The American technology entrepreneur and philanthropist disclosed this in a tweet on Wednesday.
Mr Dorsey called for donations via Bitcoin in support of the movement which has seen many Nigerians protesting.
— jack (@jack) October 14, 2020
“Dear police officers, the protest is for a better future for you, your sons and daughters. Don’t you want better salary, accommodation, training and regard? Do you think that the best you can be is is an armed, hungry and angry man? No brutality, we are for you. Think am well!”
“Egbon @jack please come and join our protest. Please allow the #EndSARS #EndBadGovernanceinNIGERIA #EndPoliceBrutality to trend at number one in the world. We the youths of Nigeria want to take back the country from the edge of destruction.
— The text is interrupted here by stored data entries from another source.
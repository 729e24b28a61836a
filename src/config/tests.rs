use super::*;
use figment::Jail;
use std::fs;
use tempfile::TempDir;

#[test]
fn test_config_loads_defaults() {
    Jail::expect_with(|_jail| {
        let config = RegistryConfig::load().map_err(|e| e.to_string())?;
        assert_eq!(config, RegistryConfig::default());
        assert_eq!(config.thread_name_prefix, "worker");
        assert_eq!(config.stack_size, None);
        Ok(())
    });
}

#[test]
fn test_config_file_overrides_defaults() {
    Jail::expect_with(|jail| {
        jail.create_file(
            CONFIG_FILE,
            r#"
            thread_name_prefix = "reaper"
            stack_size = 1048576
            "#,
        )?;

        let config = RegistryConfig::load().map_err(|e| e.to_string())?;
        assert_eq!(config.thread_name_prefix, "reaper");
        assert_eq!(config.stack_size, Some(1_048_576));
        Ok(())
    });
}

#[test]
fn test_environment_has_highest_priority() {
    Jail::expect_with(|jail| {
        jail.create_file(CONFIG_FILE, r#"thread_name_prefix = "from-file""#)?;
        jail.set_env("THREADENGINE_THREAD_NAME_PREFIX", "from-env");
        jail.set_env("THREADENGINE_STACK_SIZE", "65536");

        let config = RegistryConfig::load().map_err(|e| e.to_string())?;
        assert_eq!(config.thread_name_prefix, "from-env");
        assert_eq!(config.stack_size, Some(65_536));
        Ok(())
    });
}

#[test]
fn test_custom_config_loading() {
    Jail::expect_with(|_jail| {
        let temp_dir = TempDir::new().map_err(|e| e.to_string())?;
        let config_path = temp_dir.path().join("custom.toml");
        fs::write(&config_path, r#"thread_name_prefix = "custom""#).map_err(|e| e.to_string())?;

        let config = RegistryConfig::load_from(Some(config_path.as_path())).map_err(|e| e.to_string())?;
        assert_eq!(config.thread_name_prefix, "custom");

        // Missing custom config falls back to defaults
        let missing = temp_dir.path().join("non_existent.toml");
        let config = RegistryConfig::load_from(Some(missing.as_path())).map_err(|e| e.to_string())?;
        assert_eq!(config, RegistryConfig::default());
        Ok(())
    });
}

#[test]
fn test_invalid_values_are_rejected() {
    Jail::expect_with(|jail| {
        jail.create_file(CONFIG_FILE, "stack_size = 0")?;
        let err = RegistryConfig::load().unwrap_err();
        assert!(err.to_string().contains("Stack size cannot be 0"));

        jail.create_file(CONFIG_FILE, r#"stack_size = "large""#)?;
        assert!(RegistryConfig::load().is_err());
        Ok(())
    });
}

#[test]
fn test_validate() {
    assert!(RegistryConfig::default().validate().is_ok());

    let config = RegistryConfig {
        thread_name_prefix: "  ".to_string(),
        ..RegistryConfig::default()
    };
    assert!(config.validate().is_err());
}

#[test]
fn test_to_toml_round_trips_through_figment() {
    let config = RegistryConfig {
        thread_name_prefix: "io".to_string(),
        stack_size: Some(4096),
    };
    let rendered = config.to_toml().unwrap();
    assert!(rendered.contains(r#"thread_name_prefix = "io""#));

    let parsed: RegistryConfig = Figment::from(Toml::string(&rendered)).extract().unwrap();
    assert_eq!(parsed, config);

    // Unset stack size is omitted rather than rendered
    assert!(!RegistryConfig::default().to_toml().unwrap().contains("stack_size"));
}
impl ThreadRegistry {
    /// Registry with default settings
    pub fn new() -> Self {
        Self {
            config: RegistryConfig::default(),
            threads: Mutex::new(Vec::new()),
            extensions: Extensions::new(),
        }
    }

    pub fn with_config(config: RegistryConfig) -> Result<Self> {
        config.validate()?;
        Ok(Self {
            config,
            threads: Mutex::new(Vec::new()),
            extensions: Extensions::new(),
        })
    }

    pub fn config(&self) -> &RegistryConfig {
        &self.config
    }

    /// Launch `worker` on a new native thread and track it.
    ///
    /// Fails if the worker is not idle (workers run at most once), or if the
    /// OS refuses to create the thread. In both cases the registry is left
    /// unchanged; after a spawn failure the worker is still idle and may be
    /// started again or discarded.
    pub fn start(&self, worker: &Worker) -> Result<()> {
        let mut builder =
            thread::Builder::new().name(format!("{}-{}", self.config.thread_name_prefix, worker.id()));
        if let Some(stack_size) = self.config.stack_size {
            builder = builder.stack_size(stack_size);
        }

        worker.launch(builder)?;
        self.threads.lock().push(worker.clone());

        tracing::debug!(worker = %worker.id(), "worker started");
        Ok(())
    }

    /// Reap finished workers: join each one whose native thread has terminated
    /// and stop tracking it. Never waits on a worker that is still running,
    /// even one that has already called [`Worker::exit`].
    ///
    /// Returns the number of workers reaped.
    pub fn process(&self) -> usize {
        let terminated: Vec<Worker> = {
            let mut threads = self.threads.lock();
            let (terminated, running): (Vec<Worker>, Vec<Worker>) =
                threads.drain(..).partition(Worker::is_terminated);
            *threads = running;
            terminated
        };

        let reaped = self.reclaim_all(terminated);
        if reaped > 0 {
            tracing::debug!(reaped, remaining = self.len(), "processed finished workers");
        }
        reaped
    }

    /// Request exit from every tracked worker, then join them all.
    ///
    /// Blocks until each worker's task returns; a task that never polls its
    /// exit state blocks this forever. Returns the number of workers joined.
    pub fn shutdown(&self) -> usize {
        let workers = std::mem::take(&mut *self.threads.lock());

        for worker in &workers {
            worker.set_exit_state();
        }
        let joined = self.reclaim_all(workers);

        // Attachments for workers that were never started, or were attached
        // after being reaped, have no other point at which they are dropped
        let threads = self.threads.lock();
        self.extensions
            .retain(|id| threads.iter().any(|worker| worker.id() == id));
        drop(threads);

        if joined > 0 {
            tracing::debug!(joined, "registry shut down");
        }
        joined
    }

    /// Number of workers currently tracked
    pub fn len(&self) -> usize {
        self.threads.lock().len()
    }

    pub fn is_empty(&self) -> bool {
        self.threads.lock().is_empty()
    }

    pub fn contains(&self, id: WorkerId) -> bool {
        self.threads.lock().iter().any(|worker| worker.id() == id)
    }

    /// Snapshot of the tracked workers, in start order
    pub fn workers(&self) -> Vec<Worker> {
        self.threads.lock().clone()
    }

    /// Side-table of per-worker attachments
    pub fn extensions(&self) -> &Extensions {
        &self.extensions
    }

    /// Join each worker. Those that could not be joined go back on the tracked
    /// list. Returns how many were joined.
    fn reclaim_all(&self, workers: Vec<Worker>) -> usize {
        let (joined, unjoined): (Vec<Worker>, Vec<Worker>) =
            workers.into_iter().partition(|worker| self.reclaim(worker));

        if !unjoined.is_empty() {
            self.threads.lock().extend(unjoined);
        }
        joined.len()
    }

    fn reclaim(&self, worker: &Worker) -> bool {
        let result = worker.join();

        // A panicked task is still joined; any other failure left the thread alone
        if worker.state() != WorkerState::Joined {
            if let Err(e) = result {
                tracing::warn!(worker = %worker.id(), "worker could not be joined, still tracked: {e:#}");
            }
            return false;
        }

        if let Err(e) = result {
            tracing::warn!(worker = %worker.id(), "worker terminated abnormally: {e:#}");
        }
        self.extensions.clear(worker.id());
        true
    }
}

impl Default for ThreadRegistry {
    fn default() -> Self {
        Self::new()
    }
}

impl Drop for ThreadRegistry {
    fn drop(&mut self) {
        self.shutdown();
    }
}

impl std::fmt::Debug for ThreadRegistry {
    fn fmt(&self, f: &mut std::fmt::Formatter<'_>) -> std::fmt::Result {
        f.debug_struct("ThreadRegistry")
            .field("config", &self.config)
            .field("threads", &self.len())
            .finish()
    }
}
use parking_lot::{Condvar, Mutex, MutexGuard};
use std::marker::PhantomData;
use std::thread::{self, ThreadId};

/// Bookkeeping shared by a [`Lock`] and any [`WaitCondition`](super::WaitCondition)
/// layered on top of it. Everything lives behind one internal mutex so that
/// releasing the lock and parking on a condition happen atomically.
#[derive(Debug, Default)]
pub(crate) struct LockState {
    /// Thread currently holding the lock
    pub(crate) owner: Option<ThreadId>,
    /// Next ticket handed to a thread entering `wait`
    pub(crate) next_ticket: u64,
    /// Tickets below this value have been woken
    pub(crate) serving: u64,
}

/// Non-recursive mutual-exclusion lock with explicit `lock`/`unlock`.
///
/// Unlike [`std::sync::Mutex`] the lock does not own the data it protects;
/// it guards a critical section. The holder is recorded so misuse (unlocking
/// from the wrong thread, relocking from the owner) panics instead of
/// corrupting state.
///
/// ```rust
/// use threadengine::Lock;
///
/// let lock = Lock::new();
/// lock.lock();
/// assert!(!lock.try_lock());
/// lock.unlock();
///
/// let _held = lock.guard(); // released on drop
/// ```
#[derive(Debug, Default)]
pub struct Lock {
    pub(crate) state: Mutex<LockState>,
    pub(crate) released: Condvar,
}

impl Lock {
    pub const fn new() -> Self {
        Self {
            state: Mutex::new(LockState {
                owner: None,
                next_ticket: 0,
                serving: 0,
            }),
            released: Condvar::new(),
        }
    }

    /// Block until the lock is free, then take it.
    ///
    /// # Panics
    /// If the calling thread already holds the lock.
    pub fn lock(&self) {
        let me = thread::current().id();
        let mut state = self.state.lock();
        assert!(
            state.owner != Some(me),
            "Lock::lock called by the thread that already holds it (locks are not recursive)"
        );
        self.acquire(&mut state, me);
    }

    /// Take the lock if it is free. Never waits for the current holder.
    pub fn try_lock(&self) -> bool {
        let mut state = self.state.lock();
        if state.owner.is_some() {
            return false;
        }
        state.owner = Some(thread::current().id());
        true
    }

    /// Release the lock.
    ///
    /// # Panics
    /// If the lock is not held, or is held by another thread.
    pub fn unlock(&self) {
        let mut state = self.state.lock();
        self.release(&mut state);
    }

    /// Lock and return a guard that unlocks when dropped.
    pub fn guard(&self) -> LockGuard<'_> {
        self.lock();
        LockGuard {
            lock: self,
            _not_send: PhantomData,
        }
    }

    /// Non-blocking variant of [`Lock::guard`].
    pub fn try_guard(&self) -> Option<LockGuard<'_>> {
        self.try_lock().then(|| LockGuard {
            lock: self,
            _not_send: PhantomData,
        })
    }

    pub fn is_locked(&self) -> bool {
        self.state.lock().owner.is_some()
    }

    /// Whether the calling thread is the current holder
    pub fn is_held_by_current_thread(&self) -> bool {
        self.state.lock().owner == Some(thread::current().id())
    }

    pub(crate) fn acquire(&self, state: &mut MutexGuard<'_, LockState>, me: ThreadId) {
        while state.owner.is_some() {
            self.released.wait(state);
        }
        state.owner = Some(me);
    }

    pub(crate) fn release(&self, state: &mut LockState) {
        match state.owner {
            Some(owner) if owner == thread::current().id() => {}
            Some(_) => panic!("Lock::unlock called by a thread that does not hold the lock"),
            None => panic!("Lock::unlock called on a lock that is not locked"),
        }
        state.owner = None;
        self.released.notify_one();
    }
}

impl Drop for Lock {
    fn drop(&mut self) {
        if self.state.get_mut().owner.is_some() {
            tracing::error!("lock destroyed while still held");
            if cfg!(debug_assertions) && !thread::panicking() {
                panic!("lock destroyed while still held");
            }
        }
    }
}

/// Scoped hold on a [`Lock`]. Not `Send`: it must be released by the thread
/// that acquired it.
#[must_use = "the lock is released as soon as the guard is dropped"]
pub struct LockGuard<'a> {
    lock: &'a Lock,
    _not_send: PhantomData<*const ()>,
}

impl std::fmt::Debug for LockGuard<'_> {
    fn fmt(&self, f: &mut std::fmt::Formatter<'_>) -> std::fmt::Result {
        f.debug_struct("LockGuard").finish_non_exhaustive()
    }
}

impl Drop for LockGuard<'_> {
    fn drop(&mut self) {
        self.lock.unlock();
    }
}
God bless you”
“God will Bless you @jack for coming to the aid of youths in Nigeria…
The Government want to finish us.
They are the cause of so much crime.
All we seek is a Better life.
To be alive and fight for the better life. #PoliceBrutalityMustEnd #EndSWAT #EndSARS #EndPoliceBrutality”
“@jack we LOVE YOU! Thank you 🙏🏾 #SARSMUSTEND #SARSMUSTENDNOW”
#EndNigeriaNow to save more life”.
Nigerians across the globe have taken to the streets and online since last week to protest against police brutality, killings, extortion and harassment by the rogue police force.
Nigerian football stars like Asisat Oshoala, Ahmed Musa, Wilfred Ndidi, Alex Iwobi, Leon Balogun and Simon Moses were quick to identify with the protests.
Other international football stars like Marcus Rashford and Mesut Ozil have also expressed their solidarity.
American rapper and US presidential candidate, Kanye West, and other international figures have also joined the protests.
There have been protests in Lagos, Abuja, Abeokuta, Anambra, Abia, Ibadan, Kwara, Ebonyi, Enugu, Port Harcourt, Ibadan, and other states across Nigeria.
Despite the disbandment of SARS on Sunday and the announcement of the Special Weapons and Tactics (SWAT) as its replacement, the protests have continued.